◆ About this task ◆
Begin at the line containing "use tracing_subscriber::EnvFilter;" and reproduce every line through the end of the entries below. Nothing else should appear.
[Raw data — start]
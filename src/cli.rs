//! CLI definitions for the collector.

use clap::{Parser, Subcommand};
use std::path::PathBuf;

#[derive(Parser)]
#[clap(
    name = "openli-collector",
    version,
    about = "Lawful-intercept collector: exporter pipeline, mediator registry, protocol trackers",
    long_about = None
)]
pub struct Cli {
    /// Path to the collector's YAML config file
    #[clap(long, short, default_value = "openli-collector.yaml")]
    pub config: PathBuf,

    #[clap(subcommand)]
    pub command: Commands,
}

#[derive(Subcommand)]
pub enum Commands {
    /// Start the collector: exporter loop, mediator registry, protocol trackers
    Run,

    /// Parse and validate the config file, then exit
    CheckConfig,

    /// Print an example config to stdout
    Init,
}
//! openli-collector — lawful-intercept collector core.
//!
//! Exporter pipeline, mediator registry, and protocol trackers for an
//! ETSI LI collector. Packet capture, the BER codec, and the
//! provisioner's TLS channel are external collaborators. Run
//! `openli-collector --help` for usage.

use anyhow::Result;
use clap::Parser;
use tracing_subscriber::EnvFilter;

mod cli;
mod config;
mod run;

use cli::{Cli, Commands};
use config::CollectorConfig;

fn main() -> Result<()> {
    tracing_subscriber::fmt()
        .with_env_filter(EnvFilter::from_default_env().add_directive("info".parse()?))
        .init();

    let cli = Cli::parse();

    if matches!(cli.command, Commands::Init) {
        let example = CollectorConfig::default_example();
        print!("{}", serde_yaml::to_string(&example)?);
        return Ok(());
    }

    let config = CollectorConfig::load(&cli.config)?;

    match cli.command {
        Commands::Init => unreachable!("handled above"),
        Commands::CheckConfig => {
            eprintln!("{} is valid", cli.config.display());
        }
        Commands::Run => {
            run::run(&config)?;
        }
    }

    Ok(())
}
[Raw data — finish]
◆ Exercise answer ◆
use tracing_subscriber::EnvFilter;

mod cli;
mod config;
mod run;

use cli::{Cli, Commands};
use config::CollectorConfig;

fn main() -> Result<()> {
    tracing_subscriber::fmt()
        .with_env_filter(EnvFilter::from_default_env().add_directive("info".parse()?))
        .init();

    let cli = Cli::parse();

    if matches!(cli.command, Commands::Init) {
        let example = CollectorConfig::default_example();
        print!("{}", serde_yaml::to_string(&example)?);
        return Ok(());
    }

    let config = CollectorConfig::load(&cli.config)?;

    match cli.command {
        Commands::Init => unreachable!("handled above"),
        Commands::CheckConfig => {
            eprintln!("{} is valid", cli.config.display());
        }
        Commands::Run => {
            run::run(&config)?;
        }
    }

    Ok(())
}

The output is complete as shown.